Input section start
//! Session cache.
//!
//! Adapters that authenticate with an expensive derived artifact (a login
//! token, signed headers, an account id) keep it in a [`SessionCache`]. The
//! cached value is reused until its TTL runs out, the credentials or the
//! endpoint change, or someone calls [`SessionCache::invalidate`].

use std::fmt;
use std::sync::Arc;
use std::sync::atomic::{AtomicUsize, Ordering};
use std::time::Duration;

use chrono::{DateTime, Utc};
use parking_lot::{Mutex, RwLock};
use serde::{Deserialize, Serialize};

use crate::error::Result;
use crate::traits::{CredentialSource, SessionHandle};
use crate::types::Credentials;
use crate::utils::clock::{Clock, SystemClock};

/// Default lifetime of a derived session.
pub const DEFAULT_SESSION_TTL: Duration = Duration::from_secs(60);

/// What a caller does when it needs a refresh that another caller is
/// already performing.
#[derive(Debug, Clone, Copy, Default, PartialEq, Eq, Serialize, Deserialize)]
#[serde(rename_all = "camelCase")]
pub enum RefreshMode {
    /// Wait for the refresh to finish and return its value.
    #[default]
    Block,
    /// Return the previous value, if there is one, without waiting.
    ServeStale,
}

/// Lifetime and refresh behavior of a [`SessionCache`].
#[derive(Debug, Clone, Copy, PartialEq, Eq)]
pub struct SessionSettings {
    pub ttl: Duration,
    pub refresh_mode: RefreshMode,
}

impl Default for SessionSettings {
    fn default() -> Self {
        Self {
            ttl: DEFAULT_SESSION_TTL,
            refresh_mode: RefreshMode::default(),
        }
    }
}

/// Derives the session value from the current credentials and endpoint.
pub type DeriveFn<V> = dyn Fn(&Credentials, &str) -> Result<V> + Send + Sync;

struct State<V> {
    value: Option<V>,
    fingerprint: String,
    endpoint: String,
    /// `None` until the first refresh and after an invalidation.
    expires_at: Option<DateTime<Utc>>,
}

impl<V> State<V> {
    fn is_fresh(&self, fingerprint: &str, endpoint: &str, now: DateTime<Utc>) -> bool {
        self.value.is_some()
            && self.expires_at.is_some_and(|at| now < at)
            && self.fingerprint == fingerprint
            && self.endpoint == endpoint
    }
}

/// Memoizes a value derived from credentials, safe to share across threads.
///
/// Fresh reads take only a shared lock. At most one `derive` runs at a time;
/// callers racing on a stale value re-check after acquiring the refresh lock
/// so the winner's value is reused instead of derived again.
pub struct SessionCache<V> {
    provider: String,
    source: Arc<dyn CredentialSource>,
    derive: Box<DeriveFn<V>>,
    settings: RwLock<SessionSettings>,
    clock: Arc<dyn Clock>,
    state: RwLock<State<V>>,
    refresh: Mutex<()>,
    derives: AtomicUsize,
}

impl<V: Clone> SessionCache<V> {
    pub fn new<D>(source: Arc<dyn CredentialSource>, derive: D, ttl: Duration) -> Self
    where
        D: Fn(&Credentials, &str) -> Result<V> + Send + Sync + 'static,
    {
        Self {
            provider: "session".to_string(),
            source,
            derive: Box::new(derive),
            settings: RwLock::new(SessionSettings {
                ttl,
                refresh_mode: RefreshMode::default(),
            }),
            clock: Arc::new(SystemClock),
            state: RwLock::new(State {
                value: None,
                fingerprint: String::new(),
                endpoint: String::new(),
                expires_at: None,
            }),
            refresh: Mutex::new(()),
            derives: AtomicUsize::new(0),
        }
    }

    /// Adapter id used in log lines.
    #[must_use]
    pub fn named(mut self, provider: impl Into<String>) -> Self {
        self.provider = provider.into();
        self
    }

    #[must_use]
    pub fn with_clock(mut self, clock: Arc<dyn Clock>) -> Self {
        self.clock = clock;
        self
    }

    #[must_use]
    pub fn with_refresh_mode(mut self, mode: RefreshMode) -> Self {
        self.settings.get_mut().refresh_mode = mode;
        self
    }

    /// Replace the lifetime and refresh mode. A value derived earlier keeps
    /// the expiry it was given.
    pub fn configure(&self, settings: SessionSettings) {
        log::debug!("[{}] session settings {settings:?}", self.provider);
        *self.settings.write() = settings;
    }

    pub fn settings(&self) -> SessionSettings {
        *self.settings.read()
    }

    /// The current session value, deriving a new one when needed.
    ///
    /// Errors from reading the credentials or from `derive` are returned
    /// unchanged and leave the cached state as it was.
    pub fn get(&self) -> Result<V> {
        let credentials = self.source.credentials()?;
        let fingerprint = credentials.fingerprint();
        let endpoint = self.source.endpoint();

        if let Some(value) = self.fresh_value(&fingerprint, &endpoint) {
            return Ok(value);
        }

        let settings = self.settings();
        let _guard = match settings.refresh_mode {
            RefreshMode::Block => self.refresh.lock(),
            RefreshMode::ServeStale => match self.refresh.try_lock() {
                Some(guard) => guard,
                None => {
                    if let Some(stale) = self.state.read().value.clone() {
                        log::debug!("[{}] refresh in flight, serving stale session", self.provider);
                        return Ok(stale);
                    }
                    self.refresh.lock()
                }
            },
        };

        // another caller may have refreshed while we waited
        if let Some(value) = self.fresh_value(&fingerprint, &endpoint) {
            return Ok(value);
        }

        log::debug!("[{}] deriving session for {endpoint}", self.provider);
        let value = (self.derive)(&credentials, &endpoint)?;
        self.derives.fetch_add(1, Ordering::Relaxed);

        let now = self.clock.now();
        let ttl = chrono::Duration::from_std(settings.ttl).unwrap_or(chrono::Duration::MAX);
        *self.state.write() = State {
            value: Some(value.clone()),
            fingerprint,
            endpoint,
            expires_at: Some(now.checked_add_signed(ttl).unwrap_or(DateTime::<Utc>::MAX_UTC)),
        };
        Ok(value)
    }

    /// Force the next [`get`](Self::get) to derive a new value.
    pub fn invalidate(&self) {
        log::debug!("[{}] session invalidated", self.provider);
        self.state.write().expires_at = None;
    }

    /// Number of successful `derive` calls so far.
    pub fn derive_count(&self) -> usize {
        self.derives.load(Ordering::Relaxed)
    }

    fn fresh_value(&self, fingerprint: &str, endpoint: &str) -> Option<V> {
        let state = self.state.read();
        state
            .is_fresh(fingerprint, endpoint, self.clock.now())
            .then(|| state.value.clone())
            .flatten()
    }
}

impl<V: Clone + Send + Sync> SessionHandle for SessionCache<V> {
    fn invalidate(&self) {
        SessionCache::invalidate(self);
    }

    fn configure(&self, settings: SessionSettings) {
        SessionCache::configure(self, settings);
    }
}

impl<V> fmt::Debug for SessionCache<V> {
    fn fmt(&self, f: &mut fmt::Formatter<'_>) -> fmt::Result {
        f.debug_struct("SessionCache")
            .field("provider", &self.provider)
            .field("settings", &*self.settings.read())
            .field("derives", &self.derives.load(Ordering::Relaxed))
            .finish_non_exhaustive()
    }
}
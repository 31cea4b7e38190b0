//! The mechanisms composed over the in-memory adapter, the way a service
//! layer drives a real vendor.

mod common;

use std::sync::Arc;
use std::time::Duration;

use common::{a_row, europe, mock_with_zone};
use dnsmux_provider::{
    Disposition, ErrorClassifier, Invoker, ManualClock, MockOp, MockProvider, PageRequest,
    RawApiError, Result, RetryPolicy, VendorAdapter, VendorMessage, Zone, merge, paginate,
};

/// Larger than any page the tests' mocks hand out.
const PAGE_SIZE: u32 = 100;

/// Every record set of `zone`, each page fetched through `invoker`.
fn record_sets(
    provider: &MockProvider,
    invoker: &Invoker,
    zone: &Zone,
) -> Result<Vec<dnsmux_provider::ResourceRecordSet>> {
    let rows = paginate(|token: Option<String>| {
        invoker.invoke(
            || {
                let page = PageRequest::new(token.clone(), PAGE_SIZE);
                provider.list_raw_entries(zone, None, None, &page)
            },
            |raw| provider.classify(raw),
        )
    });
    merge(rows)
        .with_group_resolver(|group_id: &str| {
            invoker.invoke(
                || provider.resolve_group_detail(zone, group_id),
                |raw| provider.classify(raw),
            )
        })
        .for_provider(provider.id())
        .collect()
}

fn invoker_for(provider: &MockProvider, clock: Arc<ManualClock>) -> Invoker {
    let mut invoker = Invoker::new(RetryPolicy::default()).with_clock(clock);
    if let Some(session) = provider.session() {
        invoker = invoker.with_session(session);
    }
    invoker
}

#[test]
fn test_sets_span_pages_and_groups() {
    let (provider, zone, clock) = mock_with_zone(2);
    provider.add_group("g-eu", europe());
    provider.add_entries(
        &zone,
        [
            a_row("www.example.io.", 300, "192.0.2.1"),
            a_row("www.example.io.", 300, "192.0.2.2"),
            a_row("www.example.io.", 300, "192.0.2.3"),
            a_row("www.example.io.", 60, "198.51.100.1").with_group("g-eu"),
            a_row("www.example.io.", 60, "198.51.100.2").with_group("g-eu"),
            a_row("www.example.io.", 60, "0.0.0.0")
                .with_group("g-eu")
                .no_response(),
        ],
    );
    let invoker = invoker_for(&provider, clock);

    let sets = require_ok!(record_sets(&provider, &invoker, &zone));
    assert_eq!(sets.len(), 2);
    assert_eq!(sets[0].rdata.len(), 3);
    assert_eq!(sets[1].qualifier.as_deref(), Some("europe"));
    assert_eq!(sets[1].rdata.len(), 2);
    assert_eq!(provider.calls(MockOp::ListEntries), 3);
    assert_eq!(provider.calls(MockOp::ResolveGroup), 1);
}

#[test]
fn test_session_mismatch_invalidates_and_retries_once() {
    let (provider, zone, clock) = mock_with_zone(100);
    provider.add_entries(&zone, [a_row("www.example.io.", 300, "192.0.2.1")]);
    provider.inject_fault(
        MockOp::ListEntries,
        RawApiError::from_messages(vec![
            VendorMessage::coded("ILLEGAL_OPERATION", "IP address does not match current session"),
            VendorMessage::info("login: Login successful"),
        ]),
    );
    let invoker = invoker_for(&provider, clock);

    let sets = require_ok!(record_sets(&provider, &invoker, &zone));
    assert_eq!(sets.len(), 1);
    assert_eq!(provider.calls(MockOp::ListEntries), 2);
    assert_eq!(provider.session_derives(), 2);
}

#[test]
fn test_persistent_transient_surfaces_with_disposition() {
    let (provider, zone, clock) = mock_with_zone(100);
    for _ in 0..3 {
        provider.inject_fault(
            MockOp::ListEntries,
            RawApiError::with_code(
                MockProvider::OPERATION_IN_PROGRESS,
                "This session already has a job running",
            ),
        );
    }
    let invoker = invoker_for(&provider, clock);

    let err = require_some!(record_sets(&provider, &invoker, &zone).err());
    assert_eq!(err.disposition, Disposition::Transient);
    assert_eq!(err.attempts, 2);
    assert!(err.gave_up_after_retry());
    assert_eq!(provider.calls(MockOp::ListEntries), 2);
}

#[test]
fn test_rate_limit_waits_then_succeeds() {
    let (provider, zone, clock) = mock_with_zone(100);
    provider.add_entries(&zone, [a_row("www.example.io.", 300, "192.0.2.1")]);
    provider.inject_fault(
        MockOp::ListEntries,
        RawApiError::with_code(MockProvider::THROTTLED, "Rate exceeded").with_retry_after(4),
    );
    let invoker = invoker_for(&provider, clock.clone());

    require_ok!(record_sets(&provider, &invoker, &zone));
    assert_eq!(clock.slept(), vec![Duration::from_secs(4)]);
}

#[test]
fn test_permanent_is_verbatim_and_not_retried() {
    let (provider, _, clock) = mock_with_zone(100);
    let invoker = invoker_for(&provider, clock);
    let missing = Zone::new("missing.io.");

    let err = require_some!(record_sets(&provider, &invoker, &missing).err());
    assert_eq!(err.disposition, Disposition::Permanent);
    assert_eq!(err.code.as_deref(), Some(MockProvider::NOT_FOUND));
    assert_eq!(err.message, "zone missing.io. not found");
    assert_eq!(provider.calls(MockOp::ListEntries), 1);
}

#[test]
fn test_missing_credentials_is_validation() {
    let provider = MockProvider::builder().without_credentials().build();
    let invoker = Invoker::default();

    let err = require_some!(
        invoker
            .invoke(
                || provider.list_zones(&PageRequest::first(PAGE_SIZE)),
                |raw| provider.classify(raw),
            )
            .err()
    );
    assert_eq!(err.disposition, Disposition::Validation);
    assert_eq!(err.attempts, 1);
    assert!(err.message.contains("requires username,password"));
}

#[test]
fn test_group_entries_are_paged() {
    let (provider, zone, clock) = mock_with_zone(1);
    provider.add_entries(
        &zone,
        [
            a_row("www.example.io.", 60, "203.0.113.1").with_group("blue").with_weight(10),
            a_row("www.example.io.", 60, "203.0.113.2").with_group("blue").with_weight(10),
            a_row("www.example.io.", 60, "203.0.113.3").with_group("green").with_weight(30),
        ],
    );
    let invoker = invoker_for(&provider, clock);

    let blue = require_ok!(
        paginate(|token: Option<String>| {
            invoker.invoke(
                || {
                    let page = PageRequest::new(token.clone(), PAGE_SIZE);
                    provider.list_group_entries(&zone, "blue", &page)
                },
                |raw| provider.classify(raw),
            )
        })
        .collect::<Result<Vec<_>>>()
    );
    assert_eq!(blue.len(), 2);
    assert!(blue.iter().all(|e| e.weight == Some(10)));
    assert_eq!(provider.calls(MockOp::ListGroupEntries), 2);
}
Input section end
## Activity
Start at the first line of the entries and stop at the line that contains "self.fingerprint == fingerprint". Repeat every line in that span exactly, and nothing beyond it.

## Response to this exercise
//! Session cache.
//!
//! Adapters that authenticate with an expensive derived artifact (a login
//! token, signed headers, an account id) keep it in a [`SessionCache`]. The
//! cached value is reused until its TTL runs out, the credentials or the
//! endpoint change, or someone calls [`SessionCache::invalidate`].

use std::fmt;
use std::sync::Arc;
use std::sync::atomic::{AtomicUsize, Ordering};
use std::time::Duration;

use chrono::{DateTime, Utc};
use parking_lot::{Mutex, RwLock};
use serde::{Deserialize, Serialize};

use crate::error::Result;
use crate::traits::{CredentialSource, SessionHandle};
use crate::types::Credentials;
use crate::utils::clock::{Clock, SystemClock};

/// Default lifetime of a derived session.
pub const DEFAULT_SESSION_TTL: Duration = Duration::from_secs(60);

/// What a caller does when it needs a refresh that another caller is
/// already performing.
#[derive(Debug, Clone, Copy, Default, PartialEq, Eq, Serialize, Deserialize)]
#[serde(rename_all = "camelCase")]
pub enum RefreshMode {
    /// Wait for the refresh to finish and return its value.
    #[default]
    Block,
    /// Return the previous value, if there is one, without waiting.
    ServeStale,
}

/// Lifetime and refresh behavior of a [`SessionCache`].
#[derive(Debug, Clone, Copy, PartialEq, Eq)]
pub struct SessionSettings {
    pub ttl: Duration,
    pub refresh_mode: RefreshMode,
}

impl Default for SessionSettings {
    fn default() -> Self {
        Self {
            ttl: DEFAULT_SESSION_TTL,
            refresh_mode: RefreshMode::default(),
        }
    }
}

/// Derives the session value from the current credentials and endpoint.
pub type DeriveFn<V> = dyn Fn(&Credentials, &str) -> Result<V> + Send + Sync;

struct State<V> {
    value: Option<V>,
    fingerprint: String,
    endpoint: String,
    /// `None` until the first refresh and after an invalidation.
    expires_at: Option<DateTime<Utc>>,
}

impl<V> State<V> {
    fn is_fresh(&self, fingerprint: &str, endpoint: &str, now: DateTime<Utc>) -> bool {
        self.value.is_some()
            && self.expires_at.is_some_and(|at| now < at)
            && self.fingerprint == fingerprint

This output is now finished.